Data listing ::

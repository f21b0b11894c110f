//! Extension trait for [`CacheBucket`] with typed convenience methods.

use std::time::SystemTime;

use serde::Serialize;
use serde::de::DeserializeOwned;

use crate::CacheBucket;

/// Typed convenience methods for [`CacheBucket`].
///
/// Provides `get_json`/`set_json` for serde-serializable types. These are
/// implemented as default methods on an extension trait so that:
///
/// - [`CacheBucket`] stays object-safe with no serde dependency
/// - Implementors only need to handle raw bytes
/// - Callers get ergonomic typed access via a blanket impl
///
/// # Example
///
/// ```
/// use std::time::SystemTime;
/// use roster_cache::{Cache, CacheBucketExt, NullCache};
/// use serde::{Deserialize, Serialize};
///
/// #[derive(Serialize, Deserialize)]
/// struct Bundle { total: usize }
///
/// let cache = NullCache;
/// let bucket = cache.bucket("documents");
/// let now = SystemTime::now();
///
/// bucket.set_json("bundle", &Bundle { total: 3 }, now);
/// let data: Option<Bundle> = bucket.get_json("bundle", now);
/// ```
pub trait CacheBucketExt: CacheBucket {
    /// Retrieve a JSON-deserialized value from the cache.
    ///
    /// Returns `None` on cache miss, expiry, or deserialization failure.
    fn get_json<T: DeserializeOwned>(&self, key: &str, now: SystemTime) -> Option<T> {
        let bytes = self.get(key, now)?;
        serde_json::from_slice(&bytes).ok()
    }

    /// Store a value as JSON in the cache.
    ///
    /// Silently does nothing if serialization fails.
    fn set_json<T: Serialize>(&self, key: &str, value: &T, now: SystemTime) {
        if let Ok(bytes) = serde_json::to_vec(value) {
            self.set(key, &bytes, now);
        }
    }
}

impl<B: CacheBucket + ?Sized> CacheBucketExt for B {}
==
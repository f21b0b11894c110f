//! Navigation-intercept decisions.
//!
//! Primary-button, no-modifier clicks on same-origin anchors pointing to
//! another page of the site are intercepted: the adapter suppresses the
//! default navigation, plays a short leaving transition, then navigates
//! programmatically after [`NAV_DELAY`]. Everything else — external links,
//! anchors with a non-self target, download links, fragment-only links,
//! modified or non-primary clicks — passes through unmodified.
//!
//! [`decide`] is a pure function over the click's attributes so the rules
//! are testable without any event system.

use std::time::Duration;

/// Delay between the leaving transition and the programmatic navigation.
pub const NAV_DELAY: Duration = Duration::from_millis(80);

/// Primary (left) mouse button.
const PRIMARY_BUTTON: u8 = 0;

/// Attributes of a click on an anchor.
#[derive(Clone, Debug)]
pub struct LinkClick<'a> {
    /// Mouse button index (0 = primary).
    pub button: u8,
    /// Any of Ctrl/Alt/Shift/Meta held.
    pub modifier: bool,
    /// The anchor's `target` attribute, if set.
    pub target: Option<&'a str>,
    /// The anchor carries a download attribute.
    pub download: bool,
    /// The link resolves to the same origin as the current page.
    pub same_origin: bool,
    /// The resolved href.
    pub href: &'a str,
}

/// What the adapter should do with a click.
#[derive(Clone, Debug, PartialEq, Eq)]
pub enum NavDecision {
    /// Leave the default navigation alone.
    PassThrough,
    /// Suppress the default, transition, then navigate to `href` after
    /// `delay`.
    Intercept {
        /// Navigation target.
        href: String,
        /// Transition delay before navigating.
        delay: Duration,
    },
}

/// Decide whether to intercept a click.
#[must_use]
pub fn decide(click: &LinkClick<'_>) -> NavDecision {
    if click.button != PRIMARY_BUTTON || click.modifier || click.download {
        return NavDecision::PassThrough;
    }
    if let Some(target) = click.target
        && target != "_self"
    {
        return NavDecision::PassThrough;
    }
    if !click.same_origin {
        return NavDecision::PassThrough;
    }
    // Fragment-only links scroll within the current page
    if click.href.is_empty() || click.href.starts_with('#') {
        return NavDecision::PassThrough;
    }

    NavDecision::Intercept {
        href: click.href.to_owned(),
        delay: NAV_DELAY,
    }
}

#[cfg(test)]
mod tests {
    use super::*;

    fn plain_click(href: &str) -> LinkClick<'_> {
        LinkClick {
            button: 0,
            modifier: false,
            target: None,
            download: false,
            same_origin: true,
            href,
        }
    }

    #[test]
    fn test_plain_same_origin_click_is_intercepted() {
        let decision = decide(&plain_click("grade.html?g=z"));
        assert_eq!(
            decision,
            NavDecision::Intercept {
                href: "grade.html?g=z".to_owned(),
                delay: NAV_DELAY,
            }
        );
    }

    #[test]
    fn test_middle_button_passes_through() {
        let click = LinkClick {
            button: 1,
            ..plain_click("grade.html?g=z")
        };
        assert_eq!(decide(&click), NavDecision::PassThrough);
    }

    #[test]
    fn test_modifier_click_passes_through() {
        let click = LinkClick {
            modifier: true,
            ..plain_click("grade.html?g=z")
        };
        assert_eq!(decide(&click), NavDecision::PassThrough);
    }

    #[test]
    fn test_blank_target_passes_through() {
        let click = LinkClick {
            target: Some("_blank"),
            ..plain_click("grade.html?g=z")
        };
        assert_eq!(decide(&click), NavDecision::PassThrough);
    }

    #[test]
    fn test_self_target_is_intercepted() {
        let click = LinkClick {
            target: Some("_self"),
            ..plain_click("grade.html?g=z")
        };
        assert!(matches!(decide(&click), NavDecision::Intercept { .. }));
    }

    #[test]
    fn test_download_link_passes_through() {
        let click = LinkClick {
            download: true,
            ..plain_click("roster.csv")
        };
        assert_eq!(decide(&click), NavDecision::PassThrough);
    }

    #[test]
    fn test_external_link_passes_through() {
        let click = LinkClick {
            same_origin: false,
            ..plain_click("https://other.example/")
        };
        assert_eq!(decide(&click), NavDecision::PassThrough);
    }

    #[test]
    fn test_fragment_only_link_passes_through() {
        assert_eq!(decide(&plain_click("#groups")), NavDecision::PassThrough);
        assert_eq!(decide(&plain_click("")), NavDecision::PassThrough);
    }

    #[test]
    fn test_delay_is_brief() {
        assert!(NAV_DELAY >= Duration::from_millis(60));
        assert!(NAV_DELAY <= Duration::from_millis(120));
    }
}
---
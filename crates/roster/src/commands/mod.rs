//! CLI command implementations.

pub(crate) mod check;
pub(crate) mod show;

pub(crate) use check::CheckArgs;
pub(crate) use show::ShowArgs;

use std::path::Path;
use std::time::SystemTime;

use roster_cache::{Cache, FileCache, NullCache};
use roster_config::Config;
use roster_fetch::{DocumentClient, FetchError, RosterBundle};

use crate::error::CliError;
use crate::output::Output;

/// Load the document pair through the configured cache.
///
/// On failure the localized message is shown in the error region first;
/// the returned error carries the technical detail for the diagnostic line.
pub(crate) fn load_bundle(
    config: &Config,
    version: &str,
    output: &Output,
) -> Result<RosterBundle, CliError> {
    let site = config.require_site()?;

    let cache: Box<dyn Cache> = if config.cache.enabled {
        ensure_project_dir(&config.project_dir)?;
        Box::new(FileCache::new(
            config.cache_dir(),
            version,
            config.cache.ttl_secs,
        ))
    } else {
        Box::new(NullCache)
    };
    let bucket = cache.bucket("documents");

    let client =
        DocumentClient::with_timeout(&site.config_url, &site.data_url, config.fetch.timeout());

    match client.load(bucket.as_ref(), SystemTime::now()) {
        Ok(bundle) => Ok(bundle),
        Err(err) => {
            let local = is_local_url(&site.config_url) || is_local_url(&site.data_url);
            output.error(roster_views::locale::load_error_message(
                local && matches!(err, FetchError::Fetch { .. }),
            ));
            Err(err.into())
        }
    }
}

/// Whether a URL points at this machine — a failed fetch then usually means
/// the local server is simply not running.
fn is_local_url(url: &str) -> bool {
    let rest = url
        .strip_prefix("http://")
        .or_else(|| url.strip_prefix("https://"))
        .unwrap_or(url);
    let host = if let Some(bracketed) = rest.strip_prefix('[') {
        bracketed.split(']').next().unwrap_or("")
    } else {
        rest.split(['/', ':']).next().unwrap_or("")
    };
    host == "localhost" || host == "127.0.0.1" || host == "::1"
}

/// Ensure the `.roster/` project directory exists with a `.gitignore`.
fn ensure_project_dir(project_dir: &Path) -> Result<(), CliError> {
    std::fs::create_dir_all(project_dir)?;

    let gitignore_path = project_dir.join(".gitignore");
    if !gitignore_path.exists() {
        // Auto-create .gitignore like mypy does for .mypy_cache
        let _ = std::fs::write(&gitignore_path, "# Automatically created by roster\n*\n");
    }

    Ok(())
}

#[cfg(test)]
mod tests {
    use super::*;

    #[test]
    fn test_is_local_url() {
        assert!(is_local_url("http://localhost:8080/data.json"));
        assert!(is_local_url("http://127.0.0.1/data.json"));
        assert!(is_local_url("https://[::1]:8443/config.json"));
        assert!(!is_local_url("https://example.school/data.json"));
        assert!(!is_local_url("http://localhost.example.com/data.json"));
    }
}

Task description :: Read through the records above and copy the lines that contain "trait".

Response ::
//! Extension trait for [`CacheBucket`] with typed convenience methods.
/// implemented as default methods on an extension trait so that:
pub trait CacheBucketExt: CacheBucket {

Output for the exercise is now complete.